= Beginning of Section =

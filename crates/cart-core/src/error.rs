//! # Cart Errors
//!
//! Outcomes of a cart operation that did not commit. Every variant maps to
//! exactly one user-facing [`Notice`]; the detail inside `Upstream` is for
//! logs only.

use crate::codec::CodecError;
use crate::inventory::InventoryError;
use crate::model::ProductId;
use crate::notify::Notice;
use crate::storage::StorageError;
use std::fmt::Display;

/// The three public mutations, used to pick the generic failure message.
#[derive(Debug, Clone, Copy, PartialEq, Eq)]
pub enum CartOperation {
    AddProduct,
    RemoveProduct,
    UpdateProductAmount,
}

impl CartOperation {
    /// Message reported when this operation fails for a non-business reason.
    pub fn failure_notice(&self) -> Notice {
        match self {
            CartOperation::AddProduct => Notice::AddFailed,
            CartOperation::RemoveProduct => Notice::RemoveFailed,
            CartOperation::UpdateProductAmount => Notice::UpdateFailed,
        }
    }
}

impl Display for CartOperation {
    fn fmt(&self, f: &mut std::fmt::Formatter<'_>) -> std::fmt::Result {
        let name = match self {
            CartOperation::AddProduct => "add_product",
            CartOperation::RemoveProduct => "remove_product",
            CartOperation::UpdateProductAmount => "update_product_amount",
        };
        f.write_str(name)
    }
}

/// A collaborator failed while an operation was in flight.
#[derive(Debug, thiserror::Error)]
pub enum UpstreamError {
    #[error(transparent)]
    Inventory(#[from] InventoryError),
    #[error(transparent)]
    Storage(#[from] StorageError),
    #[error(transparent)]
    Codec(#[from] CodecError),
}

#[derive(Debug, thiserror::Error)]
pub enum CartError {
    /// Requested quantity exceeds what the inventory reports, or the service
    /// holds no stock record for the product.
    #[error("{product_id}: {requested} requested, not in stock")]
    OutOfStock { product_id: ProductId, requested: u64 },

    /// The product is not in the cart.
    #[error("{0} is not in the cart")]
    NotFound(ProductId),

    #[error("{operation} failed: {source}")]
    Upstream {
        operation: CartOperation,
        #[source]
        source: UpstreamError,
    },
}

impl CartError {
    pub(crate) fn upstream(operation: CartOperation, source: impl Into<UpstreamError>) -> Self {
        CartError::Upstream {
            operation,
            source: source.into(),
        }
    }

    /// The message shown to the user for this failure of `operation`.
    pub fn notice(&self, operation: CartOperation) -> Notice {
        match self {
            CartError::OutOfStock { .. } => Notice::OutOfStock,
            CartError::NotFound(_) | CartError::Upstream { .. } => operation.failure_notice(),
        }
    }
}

= End of Section =

Send back every line of the listing above exactly.

filename crates/cart-core/src/error.rs
//! # Cart Errors
//!
//! Outcomes of a cart operation that did not commit. Every variant maps to
//! exactly one user-facing [`Notice`]; the detail inside `Upstream` is for
//! logs only.

use crate::codec::CodecError;
use crate::inventory::InventoryError;
use crate::model::ProductId;
use crate::notify::Notice;
use crate::storage::StorageError;
use std::fmt::Display;

/// The three public mutations, used to pick the generic failure message.
#[derive(Debug, Clone, Copy, PartialEq, Eq)]
pub enum CartOperation {
    AddProduct,
    RemoveProduct,
    UpdateProductAmount,
}

impl CartOperation {
    /// Message reported when this operation fails for a non-business reason.
    pub fn failure_notice(&self) -> Notice {
        match self {
            CartOperation::AddProduct => Notice::AddFailed,
            CartOperation::RemoveProduct => Notice::RemoveFailed,
            CartOperation::UpdateProductAmount => Notice::UpdateFailed,
        }
    }
}

impl Display for CartOperation {
    fn fmt(&self, f: &mut std::fmt::Formatter<'_>) -> std::fmt::Result {
        let name = match self {
            CartOperation::AddProduct => "add_product",
            CartOperation::RemoveProduct => "remove_product",
            CartOperation::UpdateProductAmount => "update_product_amount",
        };
        f.write_str(name)
    }
}

/// A collaborator failed while an operation was in flight.
#[derive(Debug, thiserror::Error)]
pub enum UpstreamError {
    #[error(transparent)]
    Inventory(#[from] InventoryError),
    #[error(transparent)]
    Storage(#[from] StorageError),
    #[error(transparent)]
    Codec(#[from] CodecError),
}

#[derive(Debug, thiserror::Error)]
pub enum CartError {
    /// Requested quantity exceeds what the inventory reports, or the service
    /// holds no stock record for the product.
    #[error("{product_id}: {requested} requested, not in stock")]
    OutOfStock { product_id: ProductId, requested: u64 },

    /// The product is not in the cart.
    #[error("{0} is not in the cart")]
    NotFound(ProductId),

    #[error("{operation} failed: {source}")]
    Upstream {
        operation: CartOperation,
        #[source]
        source: UpstreamError,
    },
}

impl CartError {
    pub(crate) fn upstream(operation: CartOperation, source: impl Into<UpstreamError>) -> Self {
        CartError::Upstream {
            operation,
            source: source.into(),
        }
    }

    /// The message shown to the user for this failure of `operation`.
    pub fn notice(&self, operation: CartOperation) -> Notice {
        match self {
            CartError::OutOfStock { .. } => Notice::OutOfStock,
            CartError::NotFound(_) | CartError::Upstream { .. } => operation.failure_notice(),
        }
    }
}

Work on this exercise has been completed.